Source data =

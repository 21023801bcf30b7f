//! # auditchain core
//!
//! Pure primitives for the audit ledger: canonicalization, payload builders,
//! chain replay and signed checkpoints.
//!
//! This crate contains no I/O, no storage, no networking. It is pure computation
//! over the chain's data structures.
//!
//! ## Key Types
//!
//! - [`AuditEvent`] - One immutable link of the hash chain
//! - [`AuditHead`] - The `(lastSeq, lastHash)` singleton
//! - [`PayloadRegistry`] - Versioned builders of the hashed event shape
//! - [`Checkpoint`] - A signed summary of the chain position
//! - [`ForensicPack`] - Self-contained export for offline verification
//!
//! ## Canonicalization
//!
//! Everything that is hashed or signed goes through [`canonical::canonicalize`]:
//! sorted keys, no whitespace, and a refusal to coerce anything ambiguous.

pub mod anchor;
pub mod canonical;
pub mod chain;
pub mod checkpoint;
pub mod crypto;
pub mod error;
pub mod event;
pub mod pack;
pub mod payload;
pub mod types;

pub use anchor::{AnchorPayload, AnchorReceipt, ANCHOR_PAYLOAD_KIND};
pub use canonical::{canonicalize, canonicalize_serialize, hash_canonical};
pub use chain::{replay, BreakReason, ChainBreak, ChainCursor, ChainScan, ChainStatus};
pub use checkpoint::{
    checkpoint_link_hash, verify_checkpoint, verify_checkpoint_hash, verify_checkpoint_link,
    Checkpoint, CheckpointPayload, CheckpointSigner, CheckpointVerdict, KeyRing, PublishedKey,
    SIGNATURE_ALG,
};
pub use crypto::{sha256_hex, KeyId, Keypair, PublicKey, Signature};
pub use error::{CanonicalError, CoreError};
pub use event::{AuditEvent, EventDraft};
pub use pack::{
    ForensicPack, PackManifest, PackSegment, PackSystem, PackVerification, CANONICALIZATION,
    PACK_FORMAT,
};
pub use payload::{PayloadBuilder, PayloadRegistry, CURRENT_PAYLOAD_VERSION};
pub use types::{AuditHead, GENESIS_HASH, SCHEMA_VERSION};
//! Chain-wide constants and the head record.

use serde::{Deserialize, Serialize};
use std::fmt;

/// `prevHash` of the first event in the chain.
pub const GENESIS_HASH: &str = "GENESIS";

/// Version of the stored event record layout.
pub const SCHEMA_VERSION: u32 = 1;

/// The singleton chain head: sequence and hash of the last appended event.
///
/// The empty chain has head `(0, "GENESIS")`, so `prev_hash()` of the head is
/// always the `prevHash` the next event must carry.
#[derive(Clone, PartialEq, Eq, Hash, Serialize, Deserialize)]
#[serde(rename_all = "camelCase")]
pub struct AuditHead {
    pub last_seq: u64,
    pub last_hash: String,
}

impl AuditHead {
    /// The head of an empty chain.
    pub fn genesis() -> Self {
        Self {
            last_seq: 0,
            last_hash: GENESIS_HASH.to_string(),
        }
    }

    pub fn new(last_seq: u64, last_hash: impl Into<String>) -> Self {
        Self {
            last_seq,
            last_hash: last_hash.into(),
        }
    }

    /// Whether no event has been appended yet.
    pub fn is_genesis(&self) -> bool {
        self.last_seq == 0
    }

    /// The sequence number the next event will receive.
    pub fn next_seq(&self) -> u64 {
        self.last_seq + 1
    }

    /// The `prevHash` the next event must carry.
    pub fn prev_hash(&self) -> &str {
        if self.is_genesis() {
            GENESIS_HASH
        } else {
            &self.last_hash
        }
    }
}

impl Default for AuditHead {
    fn default() -> Self {
        Self::genesis()
    }
}

impl fmt::Debug for AuditHead {
    fn fmt(&self, f: &mut fmt::Formatter<'_>) -> fmt::Result {
        let short = self.last_hash.get(..16).unwrap_or(&self.last_hash);
        write!(f, "AuditHead({}, {})", self.last_seq, short)
    }
}

#[cfg(test)]
mod tests {
    use super::*;

    #[test]
    fn test_genesis_head() {
        let head = AuditHead::genesis();
        assert!(head.is_genesis());
        assert_eq!(head.next_seq(), 1);
        assert_eq!(head.prev_hash(), GENESIS_HASH);
    }

    #[test]
    fn test_head_serializes_camel_case() {
        let head = AuditHead::new(3, "ab");
        assert_eq!(
            serde_json::to_string(&head).unwrap(),
            r#"{"lastSeq":3,"lastHash":"ab"}"#
        );
    }
}
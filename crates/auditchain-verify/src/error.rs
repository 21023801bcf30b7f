//! Errors that stop a verification run before it produces a report.

use std::path::PathBuf;

use thiserror::Error;

#[derive(Debug, Error)]
pub enum VerifyError {
    #[error("cannot read {path}: {source}")]
    Io {
        path: PathBuf,
        #[source]
        source: std::io::Error,
    },

    #[error("pack is not valid JSON: {0}")]
    Parse(#[from] serde_json::Error),

    #[error("pack is not an object")]
    NotAnObject,

    #[error("invalid public key: {0}")]
    InvalidKey(String),
}

pub type Result<T> = std::result::Result<T, VerifyError>;
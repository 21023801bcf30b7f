//! Checkpoint checks: signature, signed payload, event hash and linkage.

use serde_json::Value;

use crate::canon::{canonical, digest};
use crate::keys::{signature_valid, TrustedKeys};

pub const SIGNATURE_ALG: &str = "ed25519";

/// Hex characters of the link hash between consecutive checkpoints.
pub const LINK_HEX_LEN: usize = 32;

fn field<'a>(checkpoint: &'a Value, name: &str) -> &'a Value {
    checkpoint.get(name).unwrap_or(&Value::Null)
}

fn label(value: &Value) -> String {
    match value {
        Value::String(s) => s.clone(),
        other => other.to_string(),
    }
}

/// Link hash of a checkpoint: the first 32 hex characters of the digest of
/// its re-canonicalized signed payload.
pub fn link_hash(signed_payload: &str) -> Result<String, String> {
    let parsed: Value = serde_json::from_str(signed_payload).map_err(|e| e.to_string())?;
    let mut hash = digest(&parsed).map_err(|e| e.to_string())?;
    hash.truncate(LINK_HEX_LEN);
    Ok(hash)
}

/// Outcome of a signature check.
#[derive(Debug, Clone, PartialEq, Eq)]
pub enum SignatureCheck {
    Valid { key_id: String },
    /// No keys were supplied.
    Skipped,
    /// Keys were supplied but none has this id.
    UnknownKey { key_id: String },
    Invalid { key_id: String },
}

pub fn check_signature(checkpoint: &Value, keys: &TrustedKeys) -> SignatureCheck {
    let key_id = label(field(checkpoint, "publicKeyId"));
    if keys.is_empty() {
        return SignatureCheck::Skipped;
    }
    let Some(key) = keys.get(&key_id) else {
        return SignatureCheck::UnknownKey { key_id };
    };
    let alg_ok = field(checkpoint, "signatureAlg").as_str() == Some(SIGNATURE_ALG);
    let (Some(payload), Some(signature)) = (
        field(checkpoint, "signedPayload").as_str(),
        field(checkpoint, "signature").as_str(),
    ) else {
        return SignatureCheck::Invalid { key_id };
    };
    if alg_ok && signature_valid(key, payload.as_bytes(), signature) {
        SignatureCheck::Valid { key_id }
    } else {
        SignatureCheck::Invalid { key_id }
    }
}

/// The signed payload must be canonical and agree with the record's fields.
pub fn check_payload(checkpoint: &Value) -> Result<(), String> {
    let raw = field(checkpoint, "signedPayload")
        .as_str()
        .ok_or("signedPayload missing")?;
    let payload: Value =
        serde_json::from_str(raw).map_err(|e| format!("signedPayload unreadable: {e}"))?;
    if canonical(&payload).map_err(|e| e.to_string())? != raw {
        return Err("signedPayload is not canonical".into());
    }

    let pairs = [
        ("seq", "seq"),
        ("event_hash_at_seq", "hash"),
        ("ts", "ts"),
        ("prev_checkpoint_id", "prevCheckpointId"),
        ("prev_checkpoint_hash", "prevCheckpointHash"),
        ("events_since_last_checkpoint", "eventCount"),
        ("signing_key_id", "publicKeyId"),
    ];
    for (signed, record) in pairs {
        let signed_value = payload.get(signed).unwrap_or(&Value::Null);
        let record_value = field(checkpoint, record);
        if signed_value != record_value {
            return Err(format!(
                "{record}: signed {}, recorded {}",
                label(signed_value),
                label(record_value)
            ));
        }
    }
    Ok(())
}

/// `checkpoint` must point at `previous`. The first checkpoint in a pack
/// trusts its own link.
pub fn check_link(checkpoint: &Value, previous: Option<&Value>) -> Result<(), String> {
    let Some(previous) = previous else {
        return Ok(());
    };

    let expected_id = field(previous, "id");
    let found_id = field(checkpoint, "prevCheckpointId");
    if expected_id != found_id {
        return Err(format!(
            "prevCheckpointId: expected {}, found {}",
            label(expected_id),
            label(found_id)
        ));
    }

    let previous_payload = field(previous, "signedPayload")
        .as_str()
        .ok_or("previous signedPayload missing")?;
    let expected_hash = link_hash(previous_payload)?;
    let found_hash = label(field(checkpoint, "prevCheckpointHash"));
    if expected_hash != found_hash {
        return Err(format!(
            "prevCheckpointHash: expected {expected_hash}, found {found_hash}"
        ));
    }
    Ok(())
}
//! Canonical JSON encoding for deterministic hashing.
//!
//! Every event hash, checkpoint signature and pack hash is computed over the
//! output of [`canonicalize`]. The rules:
//! - Object keys sorted by UTF-16 code units, no whitespace
//! - Arrays keep their order
//! - Strings use standard JSON escaping (`"`, `\`, and control characters only)
//! - Integers in plain decimal, restricted to ±(2^53 - 1)
//! - Floats share that range; integral ones render as integers (`1.0` -> `1`)
//! - Other finite floats render as the shortest round-trip decimal, no exponent
//!
//! Anything that would need interpretation is rejected with a
//! [`CanonicalError`]: non-finite numbers, raw bytes, non-string map keys,
//! unit values, and the reserved keys `__proto__`, `constructor`, `prototype`.
//!
//! **CRITICAL**: This encoding is FROZEN. Changes break every stored hash and
//! the offline verifier's independent implementation.

use std::fmt::Write as _;

use serde::ser::{self, Serialize};
use serde_json::{Map, Number, Value};

use crate::crypto::sha256_hex;
use crate::error::CanonicalError;

/// Keys that are refused anywhere in a canonicalized document.
pub const RESERVED_KEYS: &[&str] = &["__proto__", "constructor", "prototype"];

/// Largest integer magnitude every JSON implementation represents exactly.
pub const MAX_SAFE_INTEGER: u64 = (1 << 53) - 1;

/// Encode a JSON value to its canonical string.
pub fn canonicalize(value: &Value) -> Result<String, CanonicalError> {
    let mut out = String::new();
    write_value(&mut out, value, "$")?;
    Ok(out)
}

/// Canonicalize any `Serialize` value through the strict serializer.
pub fn canonicalize_serialize<T: Serialize + ?Sized>(value: &T) -> Result<String, CanonicalError> {
    canonicalize(&to_canonical_value(value)?)
}

/// SHA-256 (lowercase hex) of the canonical encoding of `value`.
pub fn hash_canonical(value: &Value) -> Result<String, CanonicalError> {
    Ok(sha256_hex(canonicalize(value)?.as_bytes()))
}

/// Convert a `Serialize` value into a JSON value without any coercion.
///
/// Unlike `serde_json::to_value`, this never maps a non-finite float to
/// `null` and never base64-or-array-encodes bytes; it fails instead.
pub fn to_canonical_value<T: Serialize + ?Sized>(value: &T) -> Result<Value, CanonicalError> {
    value.serialize(StrictSerializer {
        path: "$".to_string(),
    })
}

fn write_value(out: &mut String, value: &Value, path: &str) -> Result<(), CanonicalError> {
    match value {
        Value::Null => out.push_str("null"),
        Value::Bool(b) => out.push_str(if *b { "true" } else { "false" }),
        Value::Number(n) => write_number(out, n, path)?,
        Value::String(s) => write_string(out, s),
        Value::Array(items) => {
            out.push('[');
            for (i, item) in items.iter().enumerate() {
                if i > 0 {
                    out.push(',');
                }
                write_value(out, item, &format!("{path}[{i}]"))?;
            }
            out.push(']');
        }
        Value::Object(map) => {
            let mut keys: Vec<&String> = map.keys().collect();
            for key in &keys {
                check_key(key, path)?;
            }
            keys.sort_by(|a, b| a.encode_utf16().cmp(b.encode_utf16()));

            out.push('{');
            for (i, key) in keys.into_iter().enumerate() {
                if i > 0 {
                    out.push(',');
                }
                write_string(out, key);
                out.push(':');
                write_value(out, &map[key], &format!("{path}.{key}"))?;
            }
            out.push('}');
        }
    }
    Ok(())
}

fn write_number(out: &mut String, n: &Number, path: &str) -> Result<(), CanonicalError> {
    if let Some(i) = n.as_i64() {
        check_safe(i.unsigned_abs(), path, || i.to_string())?;
        let _ = write!(out, "{i}");
    } else if let Some(u) = n.as_u64() {
        check_safe(u, path, || u.to_string())?;
        let _ = write!(out, "{u}");
    } else {
        let f = n.as_f64().ok_or_else(|| CanonicalError::NonFiniteNumber {
            path: path.to_string(),
        })?;
        out.push_str(&format_float(f, path)?);
    }
    Ok(())
}

/// Render a float in the fixed canonical form.
pub(crate) fn format_float(f: f64, path: &str) -> Result<String, CanonicalError> {
    if !f.is_finite() {
        return Err(CanonicalError::NonFiniteNumber {
            path: path.to_string(),
        });
    }
    // Beyond 2^53 every float is integral and would print as an unsafe integer.
    if f.abs() > MAX_SAFE_INTEGER as f64 {
        return Err(CanonicalError::UnsafeInteger {
            path: path.to_string(),
            value: format!("{f:e}"),
        });
    }
    if f.fract() == 0.0 {
        // `as i64` also folds -0.0 into 0
        return Ok((f as i64).to_string());
    }
    Ok(format!("{f}"))
}

fn check_safe(
    magnitude: u64,
    path: &str,
    render: impl FnOnce() -> String,
) -> Result<(), CanonicalError> {
    if magnitude > MAX_SAFE_INTEGER {
        return Err(CanonicalError::UnsafeInteger {
            path: path.to_string(),
            value: render(),
        });
    }
    Ok(())
}

fn check_key(key: &str, path: &str) -> Result<(), CanonicalError> {
    if RESERVED_KEYS.contains(&key) {
        return Err(CanonicalError::ReservedKey {
            path: path.to_string(),
            key: key.to_string(),
        });
    }
    Ok(())
}

fn write_string(out: &mut String, s: &str) {
    // serde_json's string escaping is exactly the JSON standard set:
    // quote, backslash, and C0 controls (short forms where they exist).
    let escaped = serde_json::to_string(s).unwrap_or_default();
    out.push_str(&escaped);
}

// ─────────────────────────────────────────────────────────────────────────────
// Strict serializer
// ─────────────────────────────────────────────────────────────────────────────

struct StrictSerializer {
    path: String,
}

impl StrictSerializer {
    fn child(&self, segment: impl std::fmt::Display) -> Self {
        Self {
            path: format!("{}.{}", self.path, segment),
        }
    }

    fn index(&self, i: usize) -> Self {
        Self {
            path: format!("{}[{}]", self.path, i),
        }
    }

    fn int(self, magnitude: u64, value: Value) -> Result<Value, CanonicalError> {
        check_safe(magnitude, &self.path, || value.to_string())?;
        Ok(value)
    }

    fn float(self, f: f64) -> Result<Value, CanonicalError> {
        if !f.is_finite() {
            return Err(CanonicalError::NonFiniteNumber { path: self.path });
        }
        Number::from_f64(f)
            .map(Value::Number)
            .ok_or(CanonicalError::NonFiniteNumber { path: self.path })
    }
}

impl ser::Serializer for StrictSerializer {
    type Ok = Value;
    type Error = CanonicalError;

    type SerializeSeq = SeqBuilder;
    type SerializeTuple = SeqBuilder;
    type SerializeTupleStruct = SeqBuilder;
    type SerializeTupleVariant = VariantSeqBuilder;
    type SerializeMap = MapBuilder;
    type SerializeStruct = MapBuilder;
    type SerializeStructVariant = VariantMapBuilder;

    fn serialize_bool(self, v: bool) -> Result<Value, CanonicalError> {
        Ok(Value::Bool(v))
    }

    fn serialize_i8(self, v: i8) -> Result<Value, CanonicalError> {
        Ok(Value::from(v))
    }

    fn serialize_i16(self, v: i16) -> Result<Value, CanonicalError> {
        Ok(Value::from(v))
    }

    fn serialize_i32(self, v: i32) -> Result<Value, CanonicalError> {
        Ok(Value::from(v))
    }

    fn serialize_i64(self, v: i64) -> Result<Value, CanonicalError> {
        self.int(v.unsigned_abs(), Value::from(v))
    }

    fn serialize_i128(self, v: i128) -> Result<Value, CanonicalError> {
        match i64::try_from(v) {
            Ok(n) => self.serialize_i64(n),
            Err(_) => Err(CanonicalError::UnsafeInteger {
                path: self.path,
                value: v.to_string(),
            }),
        }
    }

    fn serialize_u8(self, v: u8) -> Result<Value, CanonicalError> {
        Ok(Value::from(v))
    }

    fn serialize_u16(self, v: u16) -> Result<Value, CanonicalError> {
        Ok(Value::from(v))
    }

    fn serialize_u32(self, v: u32) -> Result<Value, CanonicalError> {
        Ok(Value::from(v))
    }

    fn serialize_u64(self, v: u64) -> Result<Value, CanonicalError> {
        self.int(v, Value::from(v))
    }

    fn serialize_u128(self, v: u128) -> Result<Value, CanonicalError> {
        match u64::try_from(v) {
            Ok(n) => self.serialize_u64(n),
            Err(_) => Err(CanonicalError::UnsafeInteger {
                path: self.path,
                value: v.to_string(),
            }),
        }
    }

    fn serialize_f32(self, v: f32) -> Result<Value, CanonicalError> {
        self.float(f64::from(v))
    }

    fn serialize_f64(self, v: f64) -> Result<Value, CanonicalError> {
        self.float(v)
    }

    fn serialize_char(self, v: char) -> Result<Value, CanonicalError> {
        Ok(Value::String(v.to_string()))
    }

    fn serialize_str(self, v: &str) -> Result<Value, CanonicalError> {
        Ok(Value::String(v.to_string()))
    }

    fn serialize_bytes(self, _v: &[u8]) -> Result<Value, CanonicalError> {
        Err(CanonicalError::RawBytes { path: self.path })
    }

    fn serialize_none(self) -> Result<Value, CanonicalError> {
        Ok(Value::Null)
    }

    fn serialize_some<T: Serialize + ?Sized>(self, value: &T) -> Result<Value, CanonicalError> {
        value.serialize(self)
    }

    fn serialize_unit(self) -> Result<Value, CanonicalError> {
        Err(CanonicalError::AbsentValue {
            path: self.path,
            kind: "unit",
        })
    }

    fn serialize_unit_struct(self, _name: &'static str) -> Result<Value, CanonicalError> {
        Err(CanonicalError::AbsentValue {
            path: self.path,
            kind: "unit struct",
        })
    }

    fn serialize_unit_variant(
        self,
        _name: &'static str,
        _variant_index: u32,
        variant: &'static str,
    ) -> Result<Value, CanonicalError> {
        Ok(Value::String(variant.to_string()))
    }

    fn serialize_newtype_struct<T: Serialize + ?Sized>(
        self,
        _name: &'static str,
        value: &T,
    ) -> Result<Value, CanonicalError> {
        value.serialize(self)
    }

    fn serialize_newtype_variant<T: Serialize + ?Sized>(
        self,
        _name: &'static str,
        _variant_index: u32,
        variant: &'static str,
        value: &T,
    ) -> Result<Value, CanonicalError> {
        check_key(variant, &self.path)?;
        let inner = value.serialize(self.child(variant))?;
        let mut map = Map::new();
        map.insert(variant.to_string(), inner);
        Ok(Value::Object(map))
    }

    fn serialize_seq(self, len: Option<usize>) -> Result<SeqBuilder, CanonicalError> {
        Ok(SeqBuilder {
            ser: self,
            items: Vec::with_capacity(len.unwrap_or(0)),
        })
    }

    fn serialize_tuple(self, len: usize) -> Result<SeqBuilder, CanonicalError> {
        self.serialize_seq(Some(len))
    }

    fn serialize_tuple_struct(
        self,
        _name: &'static str,
        len: usize,
    ) -> Result<SeqBuilder, CanonicalError> {
        self.serialize_seq(Some(len))
    }

    fn serialize_tuple_variant(
        self,
        _name: &'static str,
        _variant_index: u32,
        variant: &'static str,
        len: usize,
    ) -> Result<VariantSeqBuilder, CanonicalError> {
        check_key(variant, &self.path)?;
        let inner = self.child(variant);
        Ok(VariantSeqBuilder {
            variant,
            seq: inner.serialize_seq(Some(len))?,
        })
    }

    fn serialize_map(self, _len: Option<usize>) -> Result<MapBuilder, CanonicalError> {
        Ok(MapBuilder {
            ser: self,
            map: Map::new(),
            next_key: None,
        })
    }

    fn serialize_struct(
        self,
        _name: &'static str,
        len: usize,
    ) -> Result<MapBuilder, CanonicalError> {
        self.serialize_map(Some(len))
    }

    fn serialize_struct_variant(
        self,
        _name: &'static str,
        _variant_index: u32,
        variant: &'static str,
        len: usize,
    ) -> Result<VariantMapBuilder, CanonicalError> {
        check_key(variant, &self.path)?;
        let inner = self.child(variant);
        Ok(VariantMapBuilder {
            variant,
            map: inner.serialize_map(Some(len))?,
        })
    }
}
//! # auditchain
//!
//! Tamper-evident audit ledger service.
//!
//! This crate ties the chain primitives, storage and anchoring together:
//!
//! - [`Ledger`] - append, verify, checkpoint, anchor and export
//! - [`LedgerConfig`] - checkpoint interval, batch bounds, anchor backend
//! - [`api`] - JSON request/response shapes for an HTTP front end
//!
//! ## Usage
//!
//! ```rust,ignore
//! use auditchain::{EventDraft, Keypair, Ledger, LedgerConfig, MemoryStore, VerifyOptions};
//!
//! let ledger = Ledger::new(MemoryStore::new(), Keypair::generate(), LedgerConfig::default())?;
//!
//! let event = ledger
//!     .append(EventDraft::new("export.created", "user-42").export_id("exp-7"))
//!     .await?;
//! assert_eq!(event.seq, 1);
//!
//! let report = ledger.verify(VerifyOptions::default()).await?;
//! assert!(report.is_ok());
//! ```

pub mod api;
pub mod config;
pub mod error;
pub mod ledger;
pub mod verify;

pub use api::{AppendRequest, VerifyRequest, VerifyResponse};
pub use config::LedgerConfig;
pub use error::{LedgerError, Result};
pub use ledger::{CheckpointAudit, CheckpointCheck, Ledger, ReconcileReport};
pub use verify::{VerifyOptions, VerifyReport};

// Re-export commonly used types
pub use auditchain_anchor::{AnchorBackend, AnchorConfig, AnchorVerification};
pub use auditchain_core::{
    AnchorReceipt, AuditEvent, AuditHead, BreakReason, ChainBreak, ChainStatus, Checkpoint,
    CheckpointVerdict, EventDraft, ForensicPack, KeyId, KeyRing, Keypair, PublicKey,
};
pub use auditchain_store::{LedgerStore, MemoryStore, SqliteStore};

/// Re-export the underlying crates.
pub use auditchain_anchor as anchor;
pub use auditchain_core as core;
pub use auditchain_store as store;

/// Current time as RFC 3339 UTC with millisecond precision.
pub(crate) fn now_ts() -> String {
    chrono::Utc::now().to_rfc3339_opts(chrono::SecondsFormat::Millis, true)
}
//! Error types for auditchain core.

use std::fmt::Display;

use thiserror::Error;

/// Input the canonicalizer refuses to interpret.
///
/// These are programmer errors: callers must hand in plain, well-formed data.
/// Every variant carries a JSON-path-like location (`$.payload.items[2]`).
#[derive(Debug, Clone, PartialEq, Eq, Error)]
pub enum CanonicalError {
    #[error("non-finite number at {path}")]
    NonFiniteNumber { path: String },

    #[error("integer {value} at {path} is outside the safe range ±(2^53-1)")]
    UnsafeInteger { path: String, value: String },

    #[error("reserved key {key:?} at {path}")]
    ReservedKey { path: String, key: String },

    #[error("raw byte buffer at {path}")]
    RawBytes { path: String },

    #[error("non-string map key at {path}")]
    NonStringKey { path: String },

    #[error("absent value ({kind}) at {path}")]
    AbsentValue { path: String, kind: &'static str },

    #[error("{0}")]
    Custom(String),
}

impl serde::ser::Error for CanonicalError {
    fn custom<T: Display>(msg: T) -> Self {
        CanonicalError::Custom(msg.to_string())
    }
}

/// Core errors outside of canonicalization.
#[derive(Debug, Error)]
pub enum CoreError {
    #[error("canonicalization failed: {0}")]
    Canonical(#[from] CanonicalError),

    #[error("invalid signature")]
    InvalidSignature,

    #[error("invalid public key: {0}")]
    InvalidPublicKey(String),

    #[error("payload version {0} is already registered")]
    DuplicatePayloadVersion(u32),

    #[error("no payload builder registered for version {0}")]
    UnknownPayloadVersion(u32),

    #[error("malformed checkpoint: {0}")]
    MalformedCheckpoint(String),

    #[error("encoding error: {0}")]
    EncodingError(String),

    #[error("decoding error: {0}")]
    DecodingError(String),
}

/// Result type for core operations.
pub type Result<T> = std::result::Result<T, CoreError>;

Your instructions =
Of all the entries above, repeat only the lines from the line that has "checkpoint.get(name).unwrap_or(&Value::Null)" to the line that has "the digest of", both lines included, exactly.

Answer to this exercise =
    checkpoint.get(name).unwrap_or(&Value::Null)
}

fn label(value: &Value) -> String {
    match value {
        Value::String(s) => s.clone(),
        other => other.to_string(),
    }
}

/// Link hash of a checkpoint: the first 32 hex characters of the digest of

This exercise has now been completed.